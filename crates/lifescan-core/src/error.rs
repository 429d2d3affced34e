use thiserror::Error;

#[derive(Debug, Error)]
pub enum CoreError {
    #[error("unknown model variant: {0}")]
    UnknownVariant(String),
}
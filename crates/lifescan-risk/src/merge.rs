//! Combine a prediction service response with the locally computed result.

use lifescan_core::models::prediction::PredictionResponse;
use lifescan_core::models::risk::{ResultSource, RiskResult};

use crate::policy::ProbabilityTierPolicy;

/// Shown in place of factors when the service returns none.
pub const SERVICE_FACTORS_FALLBACK: &str =
    "Analysis based on predictive model with clinical adjustment";

/// Merge an optional service response over the fallback result.
///
/// With a successful response the tier comes from the probability policy and
/// the service analysis and factors take precedence; score and
/// recommendations are always local. Without one the fallback is returned
/// unchanged.
pub fn merge(external: Option<&PredictionResponse>, fallback: RiskResult) -> RiskResult {
    let Some(external) = external.filter(|e| e.success) else {
        return fallback;
    };

    let tier = ProbabilityTierPolicy::SERVICE.tier(external.probability);

    let mut sections = Vec::new();
    if let Some(analysis) = external.analysis.as_deref().filter(|a| !a.trim().is_empty()) {
        sections.push(analysis.trim().to_string());
    }
    sections.push(fallback.narrative);
    sections.push(metrics_paragraph(external));

    let factors = if external.factors.is_empty() {
        vec![SERVICE_FACTORS_FALLBACK.to_string()]
    } else {
        external.factors.clone()
    };

    RiskResult {
        score: fallback.score,
        tier,
        description: tier.description().to_string(),
        narrative: sections.join("\n\n"),
        factors,
        recommendations: fallback.recommendations,
        source: ResultSource::Service,
    }
}

fn metrics_paragraph(external: &PredictionResponse) -> String {
    let mut paragraph = format!(
        "Model metrics: analysis generated by a machine learning model trained on clinical data. \
         Calculated probability: {:.1}%.",
        external.probability * 100.0
    );
    if let Some(debug) = &external.debug_info {
        paragraph.push_str(if debug.was_adjusted {
            " Clinical adjustment: applied."
        } else {
            " Clinical adjustment: not required."
        });
        if let Some(multiplier) = debug.risk_multiplier {
            paragraph.push_str(&format!(" Risk multiplier: {multiplier:.1}x."));
        }
    }
    paragraph
}
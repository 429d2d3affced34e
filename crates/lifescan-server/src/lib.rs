//! lifescan-server
//!
//! HTTP surface over the questionnaire engine, the fallback risk model and
//! the prediction service client.

pub mod config;
pub mod error;
pub mod middleware;
pub mod routes;
pub mod state;

use axum::middleware as axum_mw;
use axum::routing::{get, post};
use axum::Router;
use tower_http::cors::{Any, CorsLayer};

use state::AppState;

pub fn router(state: AppState) -> Router {
    let cors = CorsLayer::new()
        .allow_origin(Any)
        .allow_methods(Any)
        .allow_headers(Any);

    Router::new()
        .route("/health", get(routes::health::health_check))
        .route("/questionnaires", get(routes::questionnaires::list_questionnaires))
        .route(
            "/questionnaires/{variant}",
            get(routes::questionnaires::get_questionnaire_detail),
        )
        .route(
            "/questionnaires/{variant}/validate",
            post(routes::questionnaires::validate_field),
        )
        .route(
            "/questionnaires/{variant}/check",
            post(routes::questionnaires::check_form),
        )
        .route(
            "/questionnaires/{variant}/score",
            post(routes::questionnaires::score_answers),
        )
        .route(
            "/questionnaires/{variant}/assess",
            post(routes::questionnaires::assess_answers),
        )
        .route("/chat", post(routes::chat::send_message))
        .route("/chat/new", post(routes::chat::new_conversation))
        .layer(axum_mw::from_fn(middleware::request_log::request_log))
        .layer(cors)
        .with_state(state)
}
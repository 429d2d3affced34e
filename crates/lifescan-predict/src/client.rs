use std::time::Duration;

use lifescan_core::models::answers::AnswerSet;
use lifescan_core::models::prediction::{
    ChatRequest, ChatResponse, NewConversation, PredictionResponse, ServiceHealth,
};
use lifescan_core::models::variant::ModelVariant;
use serde::de::DeserializeOwned;
use serde::Serialize;
use tracing::{debug, info};

use crate::error::PredictError;

/// Upper bound on a questionnaire prediction round trip.
pub const DEFAULT_TIMEOUT: Duration = Duration::from_secs(8);

/// Anything that can turn a complete answer set into a service prediction.
pub trait PredictionService: Send + Sync {
    fn predict(
        &self,
        variant: ModelVariant,
        answers: &AnswerSet,
    ) -> Result<PredictionResponse, PredictError>;
}

/// HTTP client for the prediction and chat service.
#[derive(Clone)]
pub struct PredictionClient {
    agent: ureq::Agent,
    base_url: String,
}

impl PredictionClient {
    pub fn new(base_url: impl Into<String>, timeout: Duration) -> Self {
        let config = ureq::Agent::config_builder()
            .timeout_global(Some(timeout))
            .build();
        Self {
            agent: config.into(),
            base_url: base_url.into().trim_end_matches('/').to_string(),
        }
    }

    pub fn base_url(&self) -> &str {
        &self.base_url
    }

    fn url(&self, path: &str) -> String {
        format!("{}{path}", self.base_url)
    }

    fn post<B, T>(&self, path: &str, body: &B) -> Result<T, PredictError>
    where
        B: Serialize,
        T: DeserializeOwned,
    {
        let url = self.url(path);
        debug!(url = %url, "POST");
        let mut response = self.agent.post(&url).send_json(body)?;
        Ok(response.body_mut().read_json::<T>()?)
    }

    pub fn health(&self) -> Result<ServiceHealth, PredictError> {
        let url = self.url("/api/health");
        let mut response = self.agent.get(&url).call()?;
        Ok(response.body_mut().read_json::<ServiceHealth>()?)
    }

    /// Send one chat message. Empty messages are rejected without a request.
    pub fn chat(&self, message: &str, conversation_id: &str) -> Result<ChatResponse, PredictError> {
        let message = message.trim();
        if message.is_empty() {
            return Err(PredictError::EmptyMessage);
        }
        let request = ChatRequest {
            message: message.to_string(),
            conversation_id: conversation_id.to_string(),
        };
        let response: ChatResponse = self.post("/api/chat/send", &request)?;
        if !response.success {
            return Err(PredictError::Rejected("chat request was not successful".to_string()));
        }
        Ok(response)
    }

    pub fn new_conversation(&self, user_id: &str) -> Result<NewConversation, PredictError> {
        let body = serde_json::json!({ "user_id": user_id });
        let conversation: NewConversation = self.post("/api/chat/new", &body)?;
        if !conversation.success {
            return Err(PredictError::Rejected("could not start a conversation".to_string()));
        }
        info!(conversation_id = %conversation.conversation_id, "chat conversation started");
        Ok(conversation)
    }
}

impl PredictionService for PredictionClient {
    fn predict(
        &self,
        variant: ModelVariant,
        answers: &AnswerSet,
    ) -> Result<PredictionResponse, PredictError> {
        let response: PredictionResponse = self.post(&format!("/api/predict/{variant}"), answers)?;
        if !response.success {
            return Err(PredictError::Rejected(
                response.error.unwrap_or_else(|| "server error".to_string()),
            ));
        }
        if !(0.0..=1.0).contains(&response.probability) {
            return Err(PredictError::Malformed(format!(
                "probability {} outside [0, 1]",
                response.probability
            )));
        }
        Ok(response)
    }
}
pub mod heart;
pub mod stroke;

use crate::schema::{ChoiceOption, NumericRange, Question, QuestionKind, ValidationRule};

const YES_NO: &[(&str, &str)] = &[("1", "Yes"), ("0", "No")];

fn choice(id: &str, prompt: &str, options: &[(&str, &str)]) -> Question {
    Question {
        id: id.to_string(),
        prompt: prompt.to_string(),
        kind: QuestionKind::Choice {
            options: options
                .iter()
                .map(|(value, label)| ChoiceOption {
                    value: value.to_string(),
                    label: label.to_string(),
                })
                .collect(),
        },
        required: true,
    }
}

fn numeric(id: &str, prompt: &str, range: NumericRange, placeholder: &str) -> Question {
    Question {
        id: id.to_string(),
        prompt: prompt.to_string(),
        kind: QuestionKind::Numeric {
            range,
            placeholder: Some(placeholder.to_string()),
        },
        required: true,
    }
}

fn rule(question_id: &str, range: NumericRange, message: &str) -> ValidationRule {
    ValidationRule {
        question_id: question_id.to_string(),
        min: range.min,
        max: range.max,
        message: message.to_string(),
    }
}

fn range(min: f64, max: f64, step: Option<f64>) -> NumericRange {
    NumericRange { min, max, step }
}
use std::collections::BTreeMap;

use serde::{Deserialize, Serialize};
use ts_rs::TS;

/// Raw questionnaire answers keyed by question id.
///
/// Values are kept exactly as the user typed or selected them. Numeric
/// interpretation happens at the point of use through [`AnswerSet::number`],
/// so an unparseable entry never poisons the rest of the set.
#[derive(Debug, Clone, Default, PartialEq, Eq, Serialize, Deserialize, TS)]
#[ts(export)]
pub struct AnswerSet(BTreeMap<String, String>);

impl AnswerSet {
    pub fn new() -> Self {
        Self::default()
    }

    /// Record (or overwrite) the answer for `question_id`.
    pub fn insert(&mut self, question_id: impl Into<String>, value: impl Into<String>) {
        self.0.insert(question_id.into(), value.into());
    }

    pub fn get(&self, question_id: &str) -> Option<&str> {
        self.0.get(question_id).map(String::as_str)
    }

    /// True when the question has a non-empty answer.
    pub fn is_answered(&self, question_id: &str) -> bool {
        self.get(question_id).is_some_and(|v| !v.trim().is_empty())
    }

    /// Exact comparison against a choice value.
    pub fn is(&self, question_id: &str, expected: &str) -> bool {
        self.get(question_id) == Some(expected)
    }

    /// Parse the answer as a finite number. Empty, absent, or non-numeric
    /// answers yield `None`.
    pub fn number(&self, question_id: &str) -> Option<f64> {
        parse_finite(self.get(question_id)?)
    }

    /// Numeric answer with missing or unparseable values read as zero.
    pub fn number_or_zero(&self, question_id: &str) -> f64 {
        self.number(question_id).unwrap_or(0.0)
    }

    /// Whole-number reading used for ages: the fractional part is dropped.
    pub fn whole_or_zero(&self, question_id: &str) -> i64 {
        self.number_or_zero(question_id).trunc() as i64
    }

    pub fn answered_count(&self) -> usize {
        self.0.values().filter(|v| !v.trim().is_empty()).count()
    }

    pub fn len(&self) -> usize {
        self.0.len()
    }

    pub fn is_empty(&self) -> bool {
        self.0.is_empty()
    }

    pub fn clear(&mut self) {
        self.0.clear();
    }
}

impl<K: Into<String>, V: Into<String>> FromIterator<(K, V)> for AnswerSet {
    fn from_iter<I: IntoIterator<Item = (K, V)>>(iter: I) -> Self {
        Self(
            iter.into_iter()
                .map(|(k, v)| (k.into(), v.into()))
                .collect(),
        )
    }
}

/// Parse a raw field value as a finite `f64`, ignoring surrounding
/// whitespace. `NaN` and infinities are rejected.
pub fn parse_finite(raw: &str) -> Option<f64> {
    let trimmed = raw.trim();
    if trimmed.is_empty() {
        return None;
    }
    trimmed.parse::<f64>().ok().filter(|v| v.is_finite())
}
//! Random-walk baseline: repeated local mutation without selection.

use std::sync::Arc;

use rayon::prelude::*;

use crate::schema::{
    RandomWalkConfig, RandomWalkResult, ScheduleParams, SolverConfigError, TimetableConfig,
};

use super::fitness::{FitnessEvaluator, Individual};
use super::genome::TimetableRng;

/// Trace and best point of one walker.
struct Walk {
    trace: Vec<f64>,
    best: Individual,
}

/// Independent walkers that mutate and always accept.
pub struct RandomWalk {
    params: Arc<ScheduleParams>,
    config: RandomWalkConfig,
    rng: TimetableRng,
}

impl RandomWalk {
    pub fn new(
        params: ScheduleParams,
        config: RandomWalkConfig,
    ) -> Result<Self, SolverConfigError> {
        params.validate()?;
        let rng = match config.random_seed {
            Some(seed) => TimetableRng::new(seed),
            None => TimetableRng::from_entropy(),
        };
        Ok(Self {
            params: Arc::new(params),
            config,
            rng,
        })
    }

    pub fn config(&self) -> &RandomWalkConfig {
        &self.config
    }

    /// Run every walker in parallel.
    pub fn run(&mut self) -> RandomWalkResult {
        let seeds: Vec<u64> = (0..self.config.walkers)
            .map(|_| self.rng.next_seed())
            .collect();
        log::info!(
            "Random walk: {} walkers x {} steps",
            self.config.walkers,
            self.config.steps
        );

        let params = &self.params;
        let config = &self.config;
        let walks: Vec<Walk> = seeds
            .into_par_iter()
            .map_init(
                || FitnessEvaluator::new(Arc::clone(params), config.reuse_rule),
                |evaluator, seed| walk(evaluator, TimetableRng::new(seed), config),
            )
            .collect();

        let mut evaluator = FitnessEvaluator::new(Arc::clone(&self.params), self.config.reuse_rule);
        let best = walks
            .iter()
            .map(|w| &w.best)
            .max_by(|a, b| a.fitness().total_cmp(&b.fitness()))
            .map(|b| evaluator.snapshot(b));

        if let Some(best) = &best {
            log::info!("Random walk best fitness {:.6}", best.fitness);
        }

        RandomWalkResult {
            traces: walks.into_iter().map(|w| w.trace).collect(),
            best,
        }
    }
}

fn walk(
    evaluator: &mut FitnessEvaluator,
    mut rng: TimetableRng,
    config: &RandomWalkConfig,
) -> Walk {
    let mut start = TimetableConfig::from_params(evaluator.params());
    if config.perturb_initial {
        rng.perturb(&mut start, evaluator.params());
    }

    let mut current = Individual::new(start, evaluator);
    let mut best = current.clone();
    let mut trace = Vec::with_capacity(config.steps + 1);
    trace.push(current.fitness());

    for _ in 0..config.steps {
        let mut next = current.into_config();
        rng.mutate(&mut next, evaluator.params());
        current = Individual::new(next, evaluator);
        trace.push(current.fitness());
        if current.fitness() > best.fitness() {
            best = current.clone();
        }
    }

    log::debug!(
        "Walker finished: start {:.6} end {:.6} best {:.6}",
        trace[0],
        current.fitness(),
        best.fitness()
    );
    Walk { trace, best }
}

......

Only a number is wanted. Count the lines of the data that contain "ChatRequest".

2